Il 16 marzo scorso la Corte d'Appello de L'Aquila ha proclamato l'elezione dei senatori e nella giornata di domani, venerdì 23 marzo 2018, Luciano D'Alfonso eserciterà per la prima volta le sue funzioni e prerogative da senatore partecipando alla prima seduta d'aula di Palazzo Madama. "Il famigerato dies a quo è, dunque, arrivato e porta con sè l'incompatibilità della carica di Senatore con quella di Presidente della Giunta Regionale." Il M5S oppone l'art. 1 comma 1 del Regolamento del Senato e LA Costituzione per sottolineare l'incompatibilità "Nessuno può appartenere contemporaneamente a un Consiglio regionale e ad una delle Camera del Parlamento o ad un altro Consiglio regionale".

"Dall'inizio dell'anno l'Abruzzo è ostaggio della carriera politica di un solo uomo che non ha tenuto tanto a svolgere le funzioni di Presidente di Regione quanto abbia tenuto ad abbandonare la nostra regione per una più comoda poltrona romana" commentano i consiglieri regionali del M5S Sara Marcozzi, Riccardo Mercante, Domenico Pettinari, Pietro Smargiassi e Gianluca Ranieri.

"Oggi che l'incompatibilità è diventata effettiva ed efficace sia per il Presidente D'Alfonso che per il deputato-consigliere regionale Camillo D'Alessandro, abbiamo deciso di depositare una segnalazione alla Giunta per le Elezioni, presieduta dal Presidente del Consiglio Giuseppe Di Pangrazio, affinché in quella sede si prenda atto dell'incompatibilità, ne prenda atto il Consiglio Regionale, si proceda con lo scioglimento dello stesso e si consenta agli abruzzesi di tornare al voto entro tre mesi."

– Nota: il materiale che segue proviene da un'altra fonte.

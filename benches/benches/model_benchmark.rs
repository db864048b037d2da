//! Benchmarks for spacing validation, model construction and draw evaluation.
//!
//! Run with: `cargo bench --package macrometrics-bench`

use criterion::{BenchmarkId, Criterion, Throughput, criterion_group, criterion_main};
use macrometrics_bench::{FixtureConfig, numeric_index, quarterly_index, var_fixture};
use macrometrics_estimated::SampleIndex;
use macrometrics_types::{Frequency, SpacingConfig, check_regular_spacing};
use ndarray::Array1;
use std::hint::black_box;

fn spacing_benchmark(c: &mut Criterion) {
    let mut group = c.benchmark_group("spacing");

    for len in [1_000, 100_000] {
        group.throughput(Throughput::Elements(len as u64));

        let numeric = numeric_index(len);
        group.bench_with_input(BenchmarkId::new("numeric", len), &numeric, |b, index| {
            let config = SpacingConfig::default();
            b.iter(|| check_regular_spacing(black_box(index.iter().copied()), &config).unwrap());
        });

        let quarters = quarterly_index(len).unwrap();
        group.bench_with_input(BenchmarkId::new("quarterly", len), &quarters, |b, index| {
            let config = SpacingConfig::in_unit(Frequency::Quarter);
            b.iter(|| check_regular_spacing(black_box(index.iter().copied()), &config).unwrap());
        });
    }

    group.finish();
}

fn model_benchmark(c: &mut Criterion) {
    let mut group = c.benchmark_group("var");
    group.sample_size(20);

    for config in [
        FixtureConfig::default(),
        FixtureConfig {
            n: 8,
            p: 4,
            observations: 400,
            ..FixtureConfig::default()
        },
    ] {
        group.bench_with_input(BenchmarkId::new("construct", config.label()), &config, |b, config| {
            b.iter(|| var_fixture(black_box(config)).unwrap());
        });

        let model = var_fixture(&config).unwrap();
        let lags = model.lag_history(model.p()).unwrap();
        let eps = Array1::zeros(model.n());
        group.throughput(Throughput::Elements(model.num_samples() as u64));
        group.bench_function(BenchmarkId::new("step_all_draws", config.label()), |b| {
            b.iter(|| {
                for chain in 0..config.chains {
                    for draw in 0..config.draws {
                        let index = SampleIndex::new(draw, chain);
                        black_box(model.step(index, lags.view(), eps.view()).unwrap());
                    }
                }
            });
        });

        group.bench_function(BenchmarkId::new("residuals", config.label()), |b| {
            b.iter(|| model.residuals(black_box(SampleIndex::default())).unwrap());
        });
    }

    group.finish();
}

criterion_group!(benches, spacing_benchmark, model_benchmark);
criterion_main!(benches);
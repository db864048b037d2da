//! Sample axes of posterior draw arrays.

/// Trailing sample axes of a Bayesian value: draws, then optionally chains.
#[derive(Debug, Clone, Copy, PartialEq, Eq, Hash)]
pub struct SampleLayout {
    draws: usize,
    chains: Option<usize>,
}

impl SampleLayout {
    /// Layout with a single trailing draw axis.
    #[must_use]
    pub const fn flat(draws: usize) -> Self {
        Self {
            draws,
            chains: None,
        }
    }

    /// Layout with a draw axis followed by a chain axis.
    #[must_use]
    pub const fn chained(draws: usize, chains: usize) -> Self {
        Self {
            draws,
            chains: Some(chains),
        }
    }

    /// Number of draws per chain.
    #[must_use]
    pub const fn draws(&self) -> usize {
        self.draws
    }

    /// Number of chains (1 for a flat layout).
    #[must_use]
    pub const fn chains(&self) -> usize {
        match self.chains {
            Some(c) => c,
            None => 1,
        }
    }

    /// Returns true if the value carries a chain axis.
    #[must_use]
    pub const fn is_chained(&self) -> bool {
        self.chains.is_some()
    }

    /// Number of trailing sample axes (1 or 2).
    #[must_use]
    pub const fn axes(&self) -> usize {
        if self.is_chained() { 2 } else { 1 }
    }

    /// Total number of draws across chains.
    #[must_use]
    pub const fn num_samples(&self) -> usize {
        self.draws * self.chains()
    }

    /// Lengths of the sample axes.
    #[must_use]
    pub fn dims(&self) -> Vec<usize> {
        match self.chains {
            Some(c) => vec![self.draws, c],
            None => vec![self.draws],
        }
    }

    /// Flat position of `index`, chain-major; None if out of range.
    #[must_use]
    pub const fn flat_index(&self, index: SampleIndex) -> Option<usize> {
        if index.draw < self.draws && index.chain < self.chains() {
            Some(index.chain * self.draws + index.draw)
        } else {
            None
        }
    }

    /// Inverse of [`Self::flat_index`].
    #[must_use]
    pub const fn sample_index(&self, flat: usize) -> SampleIndex {
        let draws = if self.draws == 0 { 1 } else { self.draws };
        SampleIndex {
            draw: flat % draws,
            chain: flat / draws,
        }
    }
}

impl std::fmt::Display for SampleLayout {
    fn fmt(&self, f: &mut std::fmt::Formatter<'_>) -> std::fmt::Result {
        match self.chains {
            Some(c) => write!(f, "{} draws x {} chains", self.draws, c),
            None => write!(f, "{} draws", self.draws),
        }
    }
}

/// Selects one posterior draw.
#[derive(Debug, Clone, Copy, PartialEq, Eq, Hash, Default)]
pub struct SampleIndex {
    /// Position along the draw axis.
    pub draw: usize,
    /// Position along the chain axis (0 for flat layouts).
    pub chain: usize,
}

impl SampleIndex {
    /// Creates a sample index.
    #[must_use]
    pub const fn new(draw: usize, chain: usize) -> Self {
        Self { draw, chain }
    }

    /// Index of `draw` in the first chain.
    #[must_use]
    pub const fn draw(draw: usize) -> Self {
        Self { draw, chain: 0 }
    }
}
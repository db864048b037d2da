//! Core types for macrometrics econometric models.
//!
//! This crate provides the data contracts shared by every model crate:
//!
//! - [`MacroError`] - Error taxonomy for model and quantity contracts
//! - [`Frequency`] - Unit in which observation spacing is measured
//! - [`Timestamp`] - Chronological index abstraction
//! - [`TimeSeries`] - Read-only view of timestamped observation vectors
//! - [`TimeSeriesFrame`] - In-memory time series
//! - [`check_regular_spacing`] - Constant-interval validation
//! - [`check_series_spacing`] - The same check over a [`TimeSeries`], rejecting missing timestamps

#![doc = include_str!("../README.md")]
#![doc(issue_tracker_base_url = "https://github.com/factordynamics/macrometrics/issues/")]
#![cfg_attr(docsrs, feature(doc_cfg, doc_auto_cfg))]
#![warn(missing_docs)]
#![forbid(unsafe_code)]

mod error;
mod frequency;
mod series;
mod spacing;
mod timestamp;

pub use error::{CovarianceError, MacroError, Result, SpacingError};
pub use frequency::{Frequency, FrequencyParseError};
pub use series::{Observation, TimeSeries, TimeSeriesFrame};
pub use spacing::{
    DEFAULT_SPACING_TOLERANCE, SpacingConfig, check_regular_spacing, check_series_spacing,
};
pub use timestamp::Timestamp;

Sembra, però, che andando a votare prima della scadenza naturale  la spesa dell'intera elezione resterebbe a carico della regione e degli Abruzzese invece della classica percentuale del 20%.

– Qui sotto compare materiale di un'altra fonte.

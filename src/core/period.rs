//! History periods
//!
//! A period names how much history a request wants. It keys the cache, picks
//! the provider output size, and bounds the trimming window after a fetch.

use std::fmt;
use std::str::FromStr;

use chrono::{Datelike, Duration, NaiveDate};
use serde::{Deserialize, Serialize};

use super::error::ForecastError;

/// Requested history length
#[derive(Debug, Clone, Copy, PartialEq, Eq, Hash, Serialize, Deserialize)]
pub enum Period {
    #[serde(rename = "1d")]
    OneDay,
    #[serde(rename = "5d")]
    FiveDays,
    #[serde(rename = "1mo")]
    OneMonth,
    #[serde(rename = "3mo")]
    ThreeMonths,
    #[serde(rename = "6mo")]
    SixMonths,
    #[serde(rename = "1y")]
    OneYear,
    #[serde(rename = "2y")]
    TwoYears,
    #[serde(rename = "5y")]
    FiveYears,
    #[serde(rename = "10y")]
    TenYears,
    #[serde(rename = "ytd")]
    YearToDate,
    #[serde(rename = "max", alias = "full")]
    Max,
}

impl Period {
    /// Label used in cache keys and on the command line
    pub fn label(&self) -> &'static str {
        match self {
            Period::OneDay => "1d",
            Period::FiveDays => "5d",
            Period::OneMonth => "1mo",
            Period::ThreeMonths => "3mo",
            Period::SixMonths => "6mo",
            Period::OneYear => "1y",
            Period::TwoYears => "2y",
            Period::FiveYears => "5y",
            Period::TenYears => "10y",
            Period::YearToDate => "ytd",
            Period::Max => "max",
        }
    }

    /// Two years or more of history
    pub fn is_long_horizon(&self) -> bool {
        matches!(
            self,
            Period::TwoYears | Period::FiveYears | Period::TenYears | Period::Max
        )
    }

    /// Trimming window ending at `today`, or `None` when nothing is trimmed
    pub fn lookback(&self, today: NaiveDate) -> Option<Duration> {
        let days = match self {
            Period::OneDay => 1,
            Period::FiveDays => 5,
            Period::OneMonth => 30,
            Period::ThreeMonths => 90,
            Period::SixMonths => 180,
            Period::OneYear => 365,
            Period::TwoYears => 730,
            Period::FiveYears => 1825,
            Period::TenYears => 3650,
            Period::YearToDate => {
                let jan_first = NaiveDate::from_ymd_opt(today.year(), 1, 1)?;
                (today - jan_first).num_days()
            }
            Period::Max => return None,
        };
        Some(Duration::days(days))
    }

    /// Boundary of the trimming window; only dates after it are kept
    pub fn cutoff(&self, today: NaiveDate) -> Option<NaiveDate> {
        self.lookback(today).map(|window| today - window)
    }
}

impl Default for Period {
    fn default() -> Self {
        Period::TwoYears
    }
}

impl fmt::Display for Period {
    fn fmt(&self, f: &mut fmt::Formatter<'_>) -> fmt::Result {
        f.write_str(self.label())
    }
}

impl FromStr for Period {
    type Err = ForecastError;

    fn from_str(s: &str) -> Result<Self, Self::Err> {
        let period = match s.trim().to_ascii_lowercase().as_str() {
            "1d" => Period::OneDay,
            "5d" => Period::FiveDays,
            "1mo" => Period::OneMonth,
            "3mo" => Period::ThreeMonths,
            "6mo" => Period::SixMonths,
            "1y" => Period::OneYear,
            "2y" => Period::TwoYears,
            "5y" => Period::FiveYears,
            "10y" => Period::TenYears,
            "ytd" => Period::YearToDate,
            "max" | "full" => Period::Max,
            other => {
                return Err(ForecastError::invalid_input(format!(
                    "Unknown period '{}'",
                    other
                )))
            }
        };
        Ok(period)
    }
}

#[cfg(test)]
mod tests {
    use super::*;

    #[test]
    fn test_parse_and_label() {
        for label in ["1d", "5d", "1mo", "3mo", "6mo", "1y", "2y", "5y", "10y", "ytd", "max"] {
            let period: Period = label.parse().unwrap();
            assert_eq!(period.label(), label);
        }
        assert_eq!("full".parse::<Period>().unwrap(), Period::Max);
        assert!("7w".parse::<Period>().is_err());
    }

    #[test]
    fn test_long_horizon() {
        assert!(Period::TwoYears.is_long_horizon());
        assert!(Period::Max.is_long_horizon());
        assert!(!Period::OneYear.is_long_horizon());
        assert!(!Period::YearToDate.is_long_horizon());
    }

    #[test]
    fn test_cutoff() {
        let today = NaiveDate::from_ymd_opt(2024, 3, 1).unwrap();

        assert_eq!(
            Period::OneMonth.cutoff(today),
            NaiveDate::from_ymd_opt(2024, 1, 31)
        );
        assert_eq!(
            Period::YearToDate.cutoff(today),
            NaiveDate::from_ymd_opt(2024, 1, 1)
        );
        assert_eq!(Period::Max.cutoff(today), None);
    }
}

Ma come il centro destra i pentastellati vogliono battere il ferro finchè è caldo e sono determinati, facendo leva sulla volontà popolare, "I cittadini abruzzesi hanno riservato al Presidente D'Alfonso un risibile 13,9% a testimonianza di una sonora bocciatura dell'operato del Governo regionale. Dal momento che siamo consci che il presidente-senatore non rispetterà la volontà popolare e non si dimetterà autonomamente chiediamo oggi al Presidente del Consiglio di convocare la Giunta per le elezioni al fine di prendere atto e dichiarare l'incompatibilità dei neo eletti e, quindi, decretare la fine di questa legislatura."

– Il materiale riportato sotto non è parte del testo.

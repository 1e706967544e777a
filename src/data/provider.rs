//! Market data provider capability
//!
//! The acquisition layer only needs two calls from a provider. Anything that
//! can answer them (a live HTTP client, a recorded fixture, a scripted mock)
//! plugs in without touching the fetch logic.

use std::collections::HashMap;
use std::fmt;

use crate::core::{ForecastResult, RawFrame};

/// How much history to request
#[derive(Debug, Clone, Copy, PartialEq, Eq, Hash)]
pub enum OutputSize {
    /// Latest ~100 data points
    Compact,
    /// Full available history
    Full,
}

impl OutputSize {
    pub fn as_str(&self) -> &'static str {
        match self {
            OutputSize::Compact => "compact",
            OutputSize::Full => "full",
        }
    }
}

impl fmt::Display for OutputSize {
    fn fmt(&self, f: &mut fmt::Formatter<'_>) -> fmt::Result {
        f.write_str(self.as_str())
    }
}

/// Source of daily OHLCV history and company metadata
pub trait MarketDataProvider: Send + Sync {
    /// Daily rows for `symbol`. An empty frame means the provider had nothing
    /// to return; transport and API failures are errors.
    fn get_daily_series(&self, symbol: &str, size: OutputSize) -> ForecastResult<RawFrame>;

    /// Free-form company fields keyed by the provider's field names
    fn get_company_overview(&self, symbol: &str) -> ForecastResult<HashMap<String, String>>;
}
//! Daily price series
//!
//! Two shapes of tabular data flow through the crate:
//! - `RawFrame`: loosely typed rows keyed by whatever column names the source
//!   used (provider payloads, cache files read back from disk)
//! - `TimeSeries`: the validated, canonical OHLCV form consumed by the models

use chrono::NaiveDate;
use serde::{Deserialize, Serialize};

/// Canonical column names, in file order
pub const CANONICAL_COLUMNS: [&str; 5] = ["Open", "High", "Low", "Close", "Volume"];

/// Raw provider column names, positionally matching `CANONICAL_COLUMNS`
pub const PROVIDER_COLUMNS: [&str; 5] = ["1. open", "2. high", "3. low", "4. close", "5. volume"];

/// Minimum number of valid rows a series must keep after cleaning
pub const MIN_ROWS: usize = 30;

/// One daily OHLCV record
#[derive(Debug, Clone, Copy, PartialEq, Serialize, Deserialize)]
pub struct OhlcvBar {
    pub date: NaiveDate,
    pub open: Option<f64>,
    pub high: Option<f64>,
    pub low: Option<f64>,
    pub close: f64,
    pub volume: Option<f64>,
}

impl OhlcvBar {
    pub fn new(date: NaiveDate, open: f64, high: f64, low: f64, close: f64, volume: f64) -> Self {
        Self {
            date,
            open: Some(open),
            high: Some(high),
            low: Some(low),
            close,
            volume: Some(volume),
        }
    }
}

/// Validated daily series for one ticker.
///
/// Bars are strictly ascending by date, dates are unique and every bar has a
/// Close. Construct through `data::validate` to get those guarantees.
#[derive(Debug, Clone, PartialEq, Serialize, Deserialize)]
pub struct TimeSeries {
    pub ticker: String,
    pub bars: Vec<OhlcvBar>,
}

impl TimeSeries {
    pub fn new(ticker: impl Into<String>, bars: Vec<OhlcvBar>) -> Self {
        Self {
            ticker: ticker.into(),
            bars,
        }
    }

    pub fn len(&self) -> usize {
        self.bars.len()
    }

    pub fn is_empty(&self) -> bool {
        self.bars.is_empty()
    }

    /// Close prices in date order
    pub fn closes(&self) -> Vec<f64> {
        self.bars.iter().map(|b| b.close).collect()
    }

    /// Most recent Close
    pub fn last_close(&self) -> Option<f64> {
        self.bars.last().map(|b| b.close)
    }

    pub fn first_date(&self) -> Option<NaiveDate> {
        self.bars.first().map(|b| b.date)
    }

    pub fn last_date(&self) -> Option<NaiveDate> {
        self.bars.last().map(|b| b.date)
    }

    /// Keep only bars dated strictly after `cutoff`
    pub fn retain_after(&mut self, cutoff: NaiveDate) {
        self.bars.retain(|b| b.date > cutoff);
    }

    /// Number of bars dated strictly after `cutoff`
    pub fn count_after(&self, cutoff: NaiveDate) -> usize {
        self.bars.iter().filter(|b| b.date > cutoff).count()
    }

    /// Canonical column set carried by this series
    pub fn columns(&self) -> Vec<String> {
        CANONICAL_COLUMNS.iter().map(|c| c.to_string()).collect()
    }
}

/// Untyped row as received from a source
#[derive(Debug, Clone, PartialEq)]
pub struct RawRow {
    pub date: NaiveDate,
    /// One value per entry of `RawFrame::columns`; `None` for missing cells
    pub values: Vec<Option<f64>>,
}

/// Untyped table: named columns plus dated rows, in source order
#[derive(Debug, Clone, Default, PartialEq)]
pub struct RawFrame {
    pub columns: Vec<String>,
    pub rows: Vec<RawRow>,
}

impl RawFrame {
    pub fn new(columns: Vec<String>) -> Self {
        Self {
            columns,
            rows: Vec::new(),
        }
    }

    pub fn push(&mut self, date: NaiveDate, values: Vec<Option<f64>>) {
        self.rows.push(RawRow { date, values });
    }

    pub fn is_empty(&self) -> bool {
        self.rows.is_empty()
    }

    pub fn len(&self) -> usize {
        self.rows.len()
    }

    pub fn has_column(&self, name: &str) -> bool {
        self.columns.iter().any(|c| c == name)
    }

    pub fn column_index(&self, name: &str) -> Option<usize> {
        self.columns.iter().position(|c| c == name)
    }
}

impl From<&TimeSeries> for RawFrame {
    fn from(series: &TimeSeries) -> Self {
        let mut frame = RawFrame::new(series.columns());
        for bar in &series.bars {
            frame.push(
                bar.date,
                vec![bar.open, bar.high, bar.low, Some(bar.close), bar.volume],
            );
        }
        frame
    }
}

 In sostanza, sul Vice Presidente della Giunta regionale Giovanni Lolli graverà il solo compito, oltre quanto stabilito dall'art. 141, di indire le elezioni regionali con proprio decreto, come precisato dall'art. 6 comma 3 della L.R. n. 9/2013. "Qualunque azione al di fuori di quanto espressamente previsto dalla norme, dovrà essere considerato illegittimo e sarà da noi sottoposto al vaglio di ogni autorità e istituzione competente. Per questi motivi e per restituire dignità alla popolazione abruzzese, invitiamo il Presidente del Consiglio, Giuseppe Di Pangrazio nella sua qualità di arbitro terzo e tutore dell'istituzione Consiglio Regionale, a concludere con onore e nel rispetto delle leggi il proprio mandato." Concludono i Consiglieri del M5S.